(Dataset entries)
======
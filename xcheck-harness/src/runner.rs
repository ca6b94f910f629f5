//! Test runner implementation.

use crate::artifacts::{self, ArtifactPaths};
use crate::channel::{ExecutionChannel, Session, TargetOutput};
use crate::comparison::{ExpectedOutput, OutputComparison, compare_output};
use crate::config::{RunMode, RunnerConfig};
use crate::error::Error;
use crate::oracle::Oracle;
use crate::report::{RunReport, TestResult, Verdict};
use crate::testcase::TestCase;
use crate::util::{count_lines, normalize_line_endings, write_diff};
use colored::Colorize;
use std::io::Write;
use tokio::sync::watch;

/// The main test runner.
pub struct TestRunner {
    config: RunnerConfig,
}

/// What running one test produced, before it's recorded.
struct TestOutcome {
    verdict: Verdict,
    assertion_count: usize,
    comparison: Option<OutputComparison>,
}

impl TestOutcome {
    const fn skipped() -> Self {
        Self {
            verdict: Verdict::Skipped,
            assertion_count: 0,
            comparison: None,
        }
    }
}

impl TestRunner {
    /// Creates a new test runner with the given configuration.
    pub const fn new(config: RunnerConfig) -> Self {
        Self { config }
    }

    /// Runs the given tests in order and returns the accumulated report.
    ///
    /// In compare mode a single session is opened on the target before the
    /// first test and closed after the last one, including when the run is
    /// cancelled or fails. In record mode the target is never contacted.
    ///
    /// # Arguments
    ///
    /// * `tests` - Tests to run, in order.
    /// * `channel` - Channel to the target.
    /// * `oracle` - Computes expected output for tests with no stored template.
    /// * `shutdown` - Becomes `true` when the run should be cancelled.
    /// * `out` - Receives per-test status lines and diffs.
    pub async fn run(
        &self,
        tests: &[TestCase],
        channel: &dyn ExecutionChannel,
        oracle: &dyn Oracle,
        mut shutdown: watch::Receiver<bool>,
        out: &mut (impl Write + Send),
    ) -> Result<RunReport, Error> {
        if matches!(self.config.mode, RunMode::Record) {
            return self.record_templates(tests, oracle, &mut shutdown, out).await;
        }

        let mut session = channel.open_session().await?;
        tracing::debug!(target: "runner", "session opened");

        let result = self
            .compare_all(tests, session.as_mut(), oracle, &mut shutdown, out)
            .await;

        let close_result = session.close().await;
        tracing::debug!(target: "runner", "session closed");

        let report = result?;
        close_result?;

        Ok(report)
    }

    async fn compare_all(
        &self,
        tests: &[TestCase],
        session: &mut dyn Session,
        oracle: &dyn Oracle,
        shutdown: &mut watch::Receiver<bool>,
        out: &mut (impl Write + Send),
    ) -> Result<RunReport, Error> {
        let mut report = RunReport::default();

        for test in tests {
            if *shutdown.borrow() {
                report.interrupted = true;
                break;
            }

            let start_time = std::time::Instant::now();

            let outcome = if test.skip {
                TestOutcome::skipped()
            } else {
                let outcome = tokio::select! {
                    () = wait_for_cancellation(shutdown) => None,
                    outcome = self.compare_one(test, session, oracle) => Some(outcome),
                };

                let Some(outcome) = outcome else {
                    tracing::info!(target: "runner", "run interrupted during {}", test.path.display());
                    report.interrupted = true;
                    break;
                };

                outcome
            };

            self.finish_test(&mut report, test, outcome, start_time.elapsed(), out)?;
        }

        Ok(report)
    }

    /// Runs one test and classifies it. Nothing that goes wrong here is
    /// allowed to end the run; failures become the test's verdict.
    async fn compare_one(
        &self,
        test: &TestCase,
        session: &mut dyn Session,
        oracle: &dyn Oracle,
    ) -> TestOutcome {
        let expected = expected_output(test, oracle).await;

        let actual = TargetOutput::from_run_result(session.run(&test.path).await);
        if matches!(actual, TargetOutput::Skip) {
            return TestOutcome::skipped();
        }

        let comparison = compare_output(&expected, &actual, test.special);
        let artifact_paths = ArtifactPaths::new(
            &self.config.artifacts_dir,
            &test.basename(),
            &test.template_path(),
        );

        let (verdict, artifact_result) = match &comparison {
            OutputComparison::Same => (Verdict::Passed, artifact_paths.remove()),
            OutputComparison::TestDiffers { expected, actual } => {
                (Verdict::Failed, artifact_paths.write(expected, actual))
            }
        };

        if let Err(err) = artifact_result {
            tracing::error!(target: "runner", "{}: {err}", test.path.display());
        }

        TestOutcome {
            verdict,
            assertion_count: expected.assertion_count(),
            comparison: Some(comparison),
        }
    }

    async fn record_templates(
        &self,
        tests: &[TestCase],
        oracle: &dyn Oracle,
        shutdown: &mut watch::Receiver<bool>,
        out: &mut (impl Write + Send),
    ) -> Result<RunReport, Error> {
        let mut report = RunReport::default();

        for test in tests {
            if *shutdown.borrow() {
                report.interrupted = true;
                break;
            }

            let start_time = std::time::Instant::now();
            let template_path = test.template_path();

            let outcome = if test.skip || template_path.exists() {
                TestOutcome::skipped()
            } else {
                let output = tokio::select! {
                    () = wait_for_cancellation(shutdown) => None,
                    output = oracle.run(&test.path) => Some(output),
                };

                let Some(output) = output else {
                    report.interrupted = true;
                    break;
                };

                let failed = TestOutcome {
                    verdict: Verdict::Failed,
                    assertion_count: 0,
                    comparison: None,
                };

                match output {
                    Ok(output) => {
                        let output = normalize_line_endings(&output);
                        match artifacts::write_template(&template_path, &output) {
                            Ok(()) => {
                                tracing::debug!(target: "runner", "wrote {}", template_path.display());
                                TestOutcome {
                                    verdict: Verdict::Passed,
                                    assertion_count: count_lines(&output),
                                    comparison: None,
                                }
                            }
                            Err(err) => {
                                tracing::error!(target: "runner", "{}: {err}", test.path.display());
                                failed
                            }
                        }
                    }
                    Err(err) => {
                        tracing::warn!(target: "oracle", "{}: {err}", test.path.display());
                        failed
                    }
                }
            };

            self.finish_test(&mut report, test, outcome, start_time.elapsed(), out)?;
        }

        Ok(report)
    }

    fn finish_test(
        &self,
        report: &mut RunReport,
        test: &TestCase,
        outcome: TestOutcome,
        duration: std::time::Duration,
        out: &mut impl Write,
    ) -> Result<(), Error> {
        let label = match outcome.verdict {
            Verdict::Passed => outcome.verdict.label().green(),
            Verdict::Failed => outcome.verdict.label().bright_red(),
            Verdict::Skipped => outcome.verdict.label().cyan(),
        };

        writeln!(out, "{label}  {}", test.path.display())?;

        if self.config.verbose
            && let Some(OutputComparison::TestDiffers { expected, actual }) = &outcome.comparison
        {
            write_diff(out, 6, expected, actual)?;
        }

        report.record(
            TestResult {
                name: test.name(),
                path: test.path.clone(),
                verdict: outcome.verdict,
                duration,
            },
            outcome.assertion_count,
        );

        Ok(())
    }
}

/// Returns the expected output for a test, with `\n` line endings.
async fn expected_output(test: &TestCase, oracle: &dyn Oracle) -> ExpectedOutput {
    match artifacts::read_template(&test.template_path()) {
        Ok(Some(template)) => return ExpectedOutput::Template(normalize_line_endings(&template)),
        Ok(None) => (),
        Err(err) => {
            tracing::error!(target: "runner", "{}: {err}", test.path.display());
            return ExpectedOutput::UnreadableTemplate(err.to_string());
        }
    }

    match oracle.run(&test.path).await {
        Ok(output) => ExpectedOutput::Oracle(normalize_line_endings(&output)),
        Err(err) => {
            tracing::warn!(target: "oracle", "{}: {err}", test.path.display());
            ExpectedOutput::OracleCrash(err.to_string())
        }
    }
}

/// Completes once cancellation is requested. Never completes if the sender
/// has gone away without requesting it.
async fn wait_for_cancellation(shutdown: &mut watch::Receiver<bool>) {
    if shutdown.wait_for(|cancelled| *cancelled).await.is_err() {
        std::future::pending::<()>().await;
    }
}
======
*PROBLEM TO WORK ON*.
Check each line of the entries above for the string "ExecutionChannel", and return those that contain it.

*RESPONSE TO THE TASK*.
use crate::channel::{ExecutionChannel, Session, TargetOutput};
        channel: &dyn ExecutionChannel,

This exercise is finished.